Barbara Poelle had a contest over at Dead Guy about a week and a half ago involving the wondrous glory that is Sharktopus and the rules for a drinking game that will enable one to get into the spirit of a movie that is part Frankenstein, part Deep Blue Sea, part eye candy,* and all Roger Corman.
As I might have mentioned, I won and my prize included a copy of Murder on the Bride’s Side by Tracy Kiely.** I was delighted, since I’d enjoyed the first book in the series, Murder at Longbourn, but hadn’t realized a new one had come out until I was way too late to get a decent spot on the library’s reserve list.***
The package arrived yesterday and I opened the book about 4:30 p.m.
I finished it this morning at breakfast. It’s that good.

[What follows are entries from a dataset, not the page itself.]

//! inference::hessian — observed-information variance and standard errors.
//!
//! Purpose
//! -------
//! Turn the curvature of a fitted **mean** log-likelihood into classical and
//! robust (sandwich) standard errors. The Hessian comes from the scalar
//! central-difference stencil in `loglik_optimizer::finite_diff`; the linear
//! algebra runs on `nalgebra` via a symmetric eigendecomposition.
//!
//! Key behaviors
//! -------------
//! - Observed information on the mean scale is `J = −∇²ℓ̄(θ̂)`.
//! - Classical: `Var(θ̂) = J⁺ / n`.
//! - Robust: `Var(θ̂) = J⁺ S J⁺ / n`, with `S` the average outer product of
//!   per-observation scores (see `inference::scores`).
//! - No explicit inverse is formed. Eigenvalues at or below [`EIGEN_EPS`]
//!   are dropped from the pseudoinverse, which inflates standard errors
//!   along weakly identified directions.
//!
//! Invariants & assumptions
//! ------------------------
//! - `f` is the mean log-likelihood `ℓ̄(θ) = (1/n) Σ_t ℓ_t(θ)`, smooth in a
//!   neighborhood of `θ̂`.
//! - `scores`, when given, is a `p × p` matrix on the average-score scale
//!   with the same parameter ordering as `θ̂`.
//!
//! Testing notes
//! -------------
//! - Quadratic log-likelihoods with known information check the classical
//!   path; a doubled score covariance checks the robust path.
use crate::{
    inference::errors::{InferenceError, InferenceResult},
    optimization::{
        errors::OptResult, loglik_optimizer::finite_diff::loglik_hessian,
        numerical_stability::EIGEN_EPS,
    },
};
use nalgebra::{DMatrix, SymmetricEigen};
use ndarray::{Array1, Array2};

/// Standard errors from the observed information of a mean log-likelihood.
///
/// # Parameters
/// - `f`: mean log-likelihood `θ ↦ ℓ̄(θ)`.
/// - `theta_hat`: the estimate at which curvature is evaluated.
/// - `scores`: optional `p × p` score covariance `S`; `Some` selects the
///   sandwich estimator.
/// - `n_obs`: number of observations behind the mean, used to rescale the
///   mean-scale variance to the estimator's variance.
///
/// # Errors
/// - [`InferenceError::Derivatives`] if the Hessian cannot be evaluated.
/// - [`InferenceError::DegenerateInformation`] if no direction has positive
///   curvature.
/// - [`InferenceError::NonFiniteStandardError`] if a variance is not finite.
pub fn calc_standard_errors<F>(
    f: F, theta_hat: &Array1<f64>, scores: Option<&Array2<f64>>, n_obs: usize,
) -> InferenceResult<Array1<f64>>
where
    F: Fn(&Array1<f64>) -> OptResult<f64>,
{
    let p = theta_hat.len();
    let obs_info = -loglik_hessian(f, theta_hat)?;
    let mut obs_info_nalg = DMatrix::<f64>::zeros(p, p);
    fill_dmatrix(&obs_info, &mut obs_info_nalg);
    let eigen = obs_info_nalg.symmetric_eigen();
    if eigen.eigenvalues.iter().all(|&lambda| lambda <= EIGEN_EPS) {
        return Err(InferenceError::DegenerateInformation);
    }

    let mean_var = match scores {
        Some(s) => sandwich_variances(&eigen, s, p),
        None => classical_variances(&eigen, p),
    };
    let scale = n_obs.max(1) as f64;
    let mut se = Array1::<f64>::zeros(p);
    for (index, (&v, out)) in mean_var.iter().zip(se.iter_mut()).enumerate() {
        let value = (v / scale).sqrt();
        if !value.is_finite() {
            return Err(InferenceError::NonFiniteStandardError { index, value });
        }
        *out = value;
    }
    Ok(se)
}

// ---- Helper methods ----

/// Copy a square `ndarray` matrix into a preallocated `DMatrix`.
fn fill_dmatrix(obs_info: &Array2<f64>, obs_info_nalg: &mut DMatrix<f64>) {
    let n = obs_info.ncols();
    for j in 0..n {
        for i in 0..n {
            obs_info_nalg[(i, j)] = obs_info[[i, j]];
        }
    }
}

/// Diagonal of the pseudoinverse: `Σ_{k: λ_k > EIGEN_EPS} Q[i,k]² / λ_k`.
fn classical_variances(eigen: &SymmetricEigen<f64, nalgebra::Dyn>, p: usize) -> Array1<f64> {
    let q = &eigen.eigenvectors;
    Array1::from_iter((0..p).map(|i| {
        eigen
            .eigenvalues
            .iter()
            .enumerate()
            .filter(|(_, lambda)| **lambda > EIGEN_EPS)
            .map(|(k, &lambda)| q[(i, k)] * q[(i, k)] / lambda)
            .sum::<f64>()
    }))
}

/// Diagonal of `J⁺ S J⁺`, computed column by column as `w_iᵀ S w_i` with
/// `w_i = J⁺ e_i`.
fn sandwich_variances(
    eigen: &SymmetricEigen<f64, nalgebra::Dyn>, scores: &Array2<f64>, p: usize,
) -> Array1<f64> {
    let q = &eigen.eigenvectors;
    let mut var = Array1::<f64>::zeros(p);
    for i in 0..p {
        let mut w_i = Array1::<f64>::zeros(p);
        for (k, &lambda) in eigen.eigenvalues.iter().enumerate() {
            if lambda > EIGEN_EPS {
                let coeff = q[(i, k)] / lambda;
                for j in 0..p {
                    w_i[j] += coeff * q[(j, k)];
                }
            }
        }
        var[i] = w_i.dot(&scores.dot(&w_i));
    }
    var
}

Elizabeth Parker is maid of honor at the wedding of her irrepressible friend Bridget. Weddings are always stressful, but Bridget’s self-serving aunt-by-marriage, Roni, seem determined to go for the record. She insults almost everyone in the family, verbally abuses her teenaged daughter, and announces that her husband Avery—who is recovering from a stroke—will be selling the family business. None of this endears her to anyone, especially acerbic matriarch Elsie, good-hearted cousin Harry, and soon-to-be-unemployed uncle-by-marriage David.
Elizabeth runs interference when she can, but she’s got another problem—the beautiful wedding coordinator seems to be a very good friend of Elizabeth’s boyfriend. Even the comfort of Jane Austen’s Sense and Sensibility (the book and the movie) isn’t enough to calm Elizabeth’s nerves.

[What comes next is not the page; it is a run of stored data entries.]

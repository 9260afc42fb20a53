//! HMM options — EM configuration for regime detection.
//!
//! Defaults: 2 states, 200 EM iterations, log-likelihood tolerance `1e-2`,
//! covariance floor `1e-3`, 10 k-means iterations for the initial means.
//! The random seed is not an option; it is passed explicitly to the fit.
use serde::{Deserialize, Serialize};

use crate::regime::errors::{HmmError, HmmResult};

/// Validated EM configuration.
#[derive(Debug, Clone, Copy, PartialEq, Serialize, Deserialize)]
#[serde(default)]
pub struct HmmOptions {
    /// Number of hidden states `K ≥ 1`.
    pub n_states: usize,
    /// Maximum number of EM iterations.
    pub max_iter: usize,
    /// Stop when the log-likelihood improves by less than this.
    pub tol: f64,
    /// Added to each covariance diagonal after every M-step.
    pub cov_floor: f64,
    /// Lloyd iterations used to seed the state means.
    pub kmeans_iter: usize,
}

impl HmmOptions {
    /// # Errors
    /// See [`HmmOptions::validate`].
    pub fn new(
        n_states: usize, max_iter: usize, tol: f64, cov_floor: f64, kmeans_iter: usize,
    ) -> HmmResult<Self> {
        let opts = Self { n_states, max_iter, tol, cov_floor, kmeans_iter };
        opts.validate()?;
        Ok(opts)
    }

    /// # Errors
    /// - [`HmmError::InvalidStates`] when `n_states == 0`.
    /// - [`HmmError::InvalidOption`] for a zero iteration cap or a
    ///   non-finite, non-positive tolerance or floor.
    pub fn validate(&self) -> HmmResult<()> {
        if self.n_states == 0 {
            return Err(HmmError::InvalidStates { value: self.n_states });
        }
        if self.max_iter == 0 {
            return Err(HmmError::InvalidOption {
                name: "max_iter",
                value: 0.0,
                reason: "must be greater than zero",
            });
        }
        for (name, value) in [("tol", self.tol), ("cov_floor", self.cov_floor)] {
            if !value.is_finite() || value <= 0.0 {
                return Err(HmmError::InvalidOption {
                    name,
                    value,
                    reason: "must be finite and positive",
                });
            }
        }
        Ok(())
    }
}

impl Default for HmmOptions {
    fn default() -> Self {
        Self { n_states: 2, max_iter: 200, tol: 1e-2, cov_floor: 1e-3, kmeans_iter: 10 }
    }
}

#[cfg(test)]
mod tests {
    use super::*;

    #[test]
    fn default_options_are_valid() {
        assert!(HmmOptions::default().validate().is_ok());
    }

    #[test]
    // Purpose
    // -------
    // Each invalid field is reported as a configuration error.
    fn new_rejects_invalid_fields() {
        let err = HmmOptions::new(0, 200, 1e-2, 1e-3, 10);
        assert_eq!(err, Err(HmmError::InvalidStates { value: 0 }));
        assert!(matches!(
            HmmOptions::new(2, 0, 1e-2, 1e-3, 10),
            Err(HmmError::InvalidOption { name: "max_iter", .. })
        ));
        assert!(matches!(
            HmmOptions::new(2, 200, f64::NAN, 1e-3, 10),
            Err(HmmError::InvalidOption { name: "tol", .. })
        ));
        assert!(matches!(
            HmmOptions::new(2, 200, 1e-2, -1.0, 10),
            Err(HmmError::InvalidOption { name: "cov_floor", .. })
        ));
    }

    #[test]
    fn partial_json_fills_defaults() {
        let opts: HmmOptions = serde_json::from_str(r#"{"n_states": 3}"#).unwrap();
        assert_eq!(opts.n_states, 3);
        assert_eq!(opts.max_iter, 200);
    }
}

And then Elizabeth finds Roni’s body . . . and everyone’s a suspect but the bride and groom.
This book is wry, funny, occasionally outrageous (that would be Bridget), and one good mystery.
Absolutely everyone in the family had a motive for murdering the victim—after the first couple chapters, even I had one. There were a couple of red herrings, one of them nicely subtle, and I honestly still had three suspects in mind when Elizabeth figured it out.
Please notice that I didn’t say “finally figured out”—this book doesn’t drag. With characters like this, the plot doesn’t have a chance to drag. I hope to see more of them, especially Detective Grant—he’s intriguing.
Elizabeth is a different kind of amateur detective—for one thing, she’s reluctant. She loves Jane Austen, not mysteries. She only becomes involved when people she cares about are accused of murder. And, thank heavens she isn’t Too Stupid to Live. She makes mistakes, yes, but normal, believable ones, even when it comes to her love life—believe me.
The plot doesn’t follow Jane Austen’s Sense and Sensibility as much as the first book mirrored Pride and Prejudice, though if Elizabeth is Sense, Bridget is all Sensibility. But that didn’t occur to me until later—I was too busy enjoying the story.
Read Tracy Kiely’s books. Just don’t get between me and the reserve lists when her next one is released.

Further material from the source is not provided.